The required result is each line of the entries below containing the string "against".
** Opening RECORDS FOR THE TASK block **
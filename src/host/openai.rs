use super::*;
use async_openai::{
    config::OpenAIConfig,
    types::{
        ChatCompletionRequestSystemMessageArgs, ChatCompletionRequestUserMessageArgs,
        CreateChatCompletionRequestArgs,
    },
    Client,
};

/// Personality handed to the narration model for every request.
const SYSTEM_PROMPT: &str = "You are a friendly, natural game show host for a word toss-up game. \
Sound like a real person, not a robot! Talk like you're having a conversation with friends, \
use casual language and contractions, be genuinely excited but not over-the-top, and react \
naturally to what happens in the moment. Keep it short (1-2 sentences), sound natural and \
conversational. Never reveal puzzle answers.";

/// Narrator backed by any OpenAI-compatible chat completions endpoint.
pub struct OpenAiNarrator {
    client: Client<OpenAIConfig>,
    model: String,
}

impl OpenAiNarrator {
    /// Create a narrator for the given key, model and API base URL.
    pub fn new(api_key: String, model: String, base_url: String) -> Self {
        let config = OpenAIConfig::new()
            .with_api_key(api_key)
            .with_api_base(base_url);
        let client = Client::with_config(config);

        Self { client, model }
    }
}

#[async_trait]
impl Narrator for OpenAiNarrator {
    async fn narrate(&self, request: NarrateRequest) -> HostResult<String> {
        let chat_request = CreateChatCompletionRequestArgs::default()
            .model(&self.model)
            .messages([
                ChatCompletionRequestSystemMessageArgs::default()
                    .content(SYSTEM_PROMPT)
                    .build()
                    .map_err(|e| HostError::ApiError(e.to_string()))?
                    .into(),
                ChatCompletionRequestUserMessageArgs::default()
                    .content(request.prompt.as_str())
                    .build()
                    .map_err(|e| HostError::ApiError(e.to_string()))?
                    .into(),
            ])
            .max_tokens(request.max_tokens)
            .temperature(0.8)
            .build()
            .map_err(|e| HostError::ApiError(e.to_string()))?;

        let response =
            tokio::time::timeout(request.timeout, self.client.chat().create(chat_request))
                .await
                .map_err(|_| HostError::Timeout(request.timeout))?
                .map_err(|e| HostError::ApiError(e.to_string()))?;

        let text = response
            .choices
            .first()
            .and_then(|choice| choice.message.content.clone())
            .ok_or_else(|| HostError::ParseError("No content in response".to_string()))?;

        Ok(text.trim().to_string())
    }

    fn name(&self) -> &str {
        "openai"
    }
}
** Closing RECORDS FOR THE TASK block **
** Opening RECORDS FOR THE TASK block **
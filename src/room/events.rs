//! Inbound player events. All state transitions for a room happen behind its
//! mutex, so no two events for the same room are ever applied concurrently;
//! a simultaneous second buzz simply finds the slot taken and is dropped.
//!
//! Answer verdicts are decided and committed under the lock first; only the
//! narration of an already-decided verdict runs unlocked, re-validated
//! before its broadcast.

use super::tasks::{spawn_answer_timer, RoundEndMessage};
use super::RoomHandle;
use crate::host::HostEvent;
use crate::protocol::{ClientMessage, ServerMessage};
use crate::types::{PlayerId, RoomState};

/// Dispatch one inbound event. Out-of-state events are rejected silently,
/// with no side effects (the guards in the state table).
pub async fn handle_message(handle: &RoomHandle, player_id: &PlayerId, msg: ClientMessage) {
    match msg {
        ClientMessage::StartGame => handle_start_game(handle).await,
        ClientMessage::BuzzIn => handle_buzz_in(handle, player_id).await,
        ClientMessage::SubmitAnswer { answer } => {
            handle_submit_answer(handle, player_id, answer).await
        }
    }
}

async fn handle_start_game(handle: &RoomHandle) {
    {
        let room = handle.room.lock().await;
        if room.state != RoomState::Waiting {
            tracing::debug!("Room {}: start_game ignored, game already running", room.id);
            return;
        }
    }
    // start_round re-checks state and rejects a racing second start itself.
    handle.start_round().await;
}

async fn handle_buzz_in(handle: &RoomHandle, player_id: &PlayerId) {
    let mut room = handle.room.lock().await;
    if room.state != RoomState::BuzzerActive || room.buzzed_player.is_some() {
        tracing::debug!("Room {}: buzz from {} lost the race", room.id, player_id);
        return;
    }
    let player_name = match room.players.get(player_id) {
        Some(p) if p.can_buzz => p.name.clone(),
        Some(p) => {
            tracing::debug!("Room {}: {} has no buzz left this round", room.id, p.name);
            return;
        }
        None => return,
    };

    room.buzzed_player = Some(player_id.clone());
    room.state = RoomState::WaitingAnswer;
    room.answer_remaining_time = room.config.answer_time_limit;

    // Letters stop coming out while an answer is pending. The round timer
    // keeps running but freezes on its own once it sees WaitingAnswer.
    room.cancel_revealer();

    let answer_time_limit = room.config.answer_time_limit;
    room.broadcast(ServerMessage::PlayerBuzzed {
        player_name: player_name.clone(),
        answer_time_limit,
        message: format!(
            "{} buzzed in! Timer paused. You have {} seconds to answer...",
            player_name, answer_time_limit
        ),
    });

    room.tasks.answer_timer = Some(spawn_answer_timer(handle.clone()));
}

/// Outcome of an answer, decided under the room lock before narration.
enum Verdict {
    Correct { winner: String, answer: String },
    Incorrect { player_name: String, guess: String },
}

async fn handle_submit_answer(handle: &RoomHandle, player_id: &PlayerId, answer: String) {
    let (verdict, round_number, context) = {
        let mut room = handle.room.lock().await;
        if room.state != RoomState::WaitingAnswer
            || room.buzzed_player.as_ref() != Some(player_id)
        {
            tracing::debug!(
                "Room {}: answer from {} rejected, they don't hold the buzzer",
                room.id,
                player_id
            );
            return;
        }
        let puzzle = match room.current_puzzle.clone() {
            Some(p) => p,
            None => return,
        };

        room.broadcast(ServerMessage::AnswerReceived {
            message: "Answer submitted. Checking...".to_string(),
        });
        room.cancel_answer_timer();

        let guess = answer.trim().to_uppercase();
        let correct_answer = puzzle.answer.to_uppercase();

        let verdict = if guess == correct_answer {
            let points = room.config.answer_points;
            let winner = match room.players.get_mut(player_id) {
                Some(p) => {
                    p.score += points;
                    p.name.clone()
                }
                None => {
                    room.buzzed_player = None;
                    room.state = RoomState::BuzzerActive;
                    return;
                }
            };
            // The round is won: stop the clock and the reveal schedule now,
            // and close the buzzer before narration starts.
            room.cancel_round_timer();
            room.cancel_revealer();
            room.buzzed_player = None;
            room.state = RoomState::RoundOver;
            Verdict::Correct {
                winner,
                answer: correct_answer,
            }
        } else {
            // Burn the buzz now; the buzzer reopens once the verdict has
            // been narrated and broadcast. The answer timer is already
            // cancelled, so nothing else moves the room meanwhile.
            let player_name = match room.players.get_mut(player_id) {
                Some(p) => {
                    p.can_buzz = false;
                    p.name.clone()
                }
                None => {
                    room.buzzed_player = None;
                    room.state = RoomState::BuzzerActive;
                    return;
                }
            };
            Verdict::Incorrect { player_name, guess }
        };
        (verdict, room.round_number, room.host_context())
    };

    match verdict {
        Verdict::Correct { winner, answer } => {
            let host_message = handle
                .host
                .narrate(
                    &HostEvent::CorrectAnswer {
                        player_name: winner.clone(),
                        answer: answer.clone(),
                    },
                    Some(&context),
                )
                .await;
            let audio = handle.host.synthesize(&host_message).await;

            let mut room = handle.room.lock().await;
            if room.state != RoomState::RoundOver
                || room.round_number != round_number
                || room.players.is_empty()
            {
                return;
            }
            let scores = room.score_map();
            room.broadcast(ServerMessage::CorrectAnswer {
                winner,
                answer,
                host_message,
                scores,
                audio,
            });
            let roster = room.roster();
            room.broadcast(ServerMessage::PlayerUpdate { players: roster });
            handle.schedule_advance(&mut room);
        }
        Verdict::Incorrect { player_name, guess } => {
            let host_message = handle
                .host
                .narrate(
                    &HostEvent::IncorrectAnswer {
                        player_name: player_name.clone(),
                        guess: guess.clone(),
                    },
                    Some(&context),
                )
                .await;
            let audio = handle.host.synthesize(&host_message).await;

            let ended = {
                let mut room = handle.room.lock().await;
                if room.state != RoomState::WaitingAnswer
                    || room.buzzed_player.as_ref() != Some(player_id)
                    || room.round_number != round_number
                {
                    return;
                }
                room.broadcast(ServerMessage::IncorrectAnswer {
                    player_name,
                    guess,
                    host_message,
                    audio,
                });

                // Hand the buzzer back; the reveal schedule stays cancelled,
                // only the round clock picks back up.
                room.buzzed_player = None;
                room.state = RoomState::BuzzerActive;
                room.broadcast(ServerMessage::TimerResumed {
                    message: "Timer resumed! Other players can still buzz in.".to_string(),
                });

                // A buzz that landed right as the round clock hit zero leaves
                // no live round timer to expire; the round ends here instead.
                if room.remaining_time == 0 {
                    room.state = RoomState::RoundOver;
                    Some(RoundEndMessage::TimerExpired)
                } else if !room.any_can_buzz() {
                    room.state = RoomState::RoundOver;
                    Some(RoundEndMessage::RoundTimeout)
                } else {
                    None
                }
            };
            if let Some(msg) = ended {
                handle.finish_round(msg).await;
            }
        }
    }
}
** Closing RECORDS FOR THE TASK block **
** Opening RECORDS FOR THE TASK block **
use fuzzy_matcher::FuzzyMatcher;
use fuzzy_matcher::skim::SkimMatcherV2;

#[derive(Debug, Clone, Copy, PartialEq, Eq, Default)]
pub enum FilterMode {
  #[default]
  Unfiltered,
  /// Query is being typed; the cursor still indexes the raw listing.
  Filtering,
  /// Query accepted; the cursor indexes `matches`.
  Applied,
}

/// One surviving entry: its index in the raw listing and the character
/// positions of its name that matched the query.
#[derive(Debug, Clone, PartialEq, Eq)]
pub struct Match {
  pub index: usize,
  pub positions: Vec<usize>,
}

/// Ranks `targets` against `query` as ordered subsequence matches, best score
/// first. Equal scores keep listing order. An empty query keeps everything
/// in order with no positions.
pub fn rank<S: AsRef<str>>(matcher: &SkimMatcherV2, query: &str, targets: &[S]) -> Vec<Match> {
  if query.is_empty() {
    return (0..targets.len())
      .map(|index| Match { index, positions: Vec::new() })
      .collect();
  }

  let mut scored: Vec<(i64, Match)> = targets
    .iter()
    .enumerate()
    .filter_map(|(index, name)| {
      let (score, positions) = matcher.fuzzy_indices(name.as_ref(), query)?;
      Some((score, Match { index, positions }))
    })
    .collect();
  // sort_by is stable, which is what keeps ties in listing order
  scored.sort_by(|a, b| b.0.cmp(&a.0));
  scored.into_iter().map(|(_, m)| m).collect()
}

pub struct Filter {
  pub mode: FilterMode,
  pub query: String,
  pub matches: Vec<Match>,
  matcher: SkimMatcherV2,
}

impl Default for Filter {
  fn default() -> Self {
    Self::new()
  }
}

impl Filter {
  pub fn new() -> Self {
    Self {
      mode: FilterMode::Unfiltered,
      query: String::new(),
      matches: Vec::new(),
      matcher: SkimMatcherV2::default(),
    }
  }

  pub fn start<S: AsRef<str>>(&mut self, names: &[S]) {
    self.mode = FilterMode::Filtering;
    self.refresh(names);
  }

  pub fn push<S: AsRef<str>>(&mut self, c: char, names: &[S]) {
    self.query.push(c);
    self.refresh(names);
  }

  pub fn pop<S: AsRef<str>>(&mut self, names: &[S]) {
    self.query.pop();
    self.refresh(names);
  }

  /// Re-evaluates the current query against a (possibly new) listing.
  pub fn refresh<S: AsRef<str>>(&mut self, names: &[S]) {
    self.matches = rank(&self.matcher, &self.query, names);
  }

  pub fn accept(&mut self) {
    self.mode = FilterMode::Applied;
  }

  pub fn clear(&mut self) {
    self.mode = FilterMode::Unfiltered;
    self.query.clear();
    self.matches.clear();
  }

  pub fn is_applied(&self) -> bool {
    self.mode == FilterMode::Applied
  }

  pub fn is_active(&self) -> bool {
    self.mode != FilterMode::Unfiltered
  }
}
** Closing RECORDS FOR THE TASK block **
## [RESPONSE TO THE TASK]
/// Ranks `targets` against `query` as ordered subsequence matches, best score
  /// Re-evaluates the current query against a (possibly new) listing.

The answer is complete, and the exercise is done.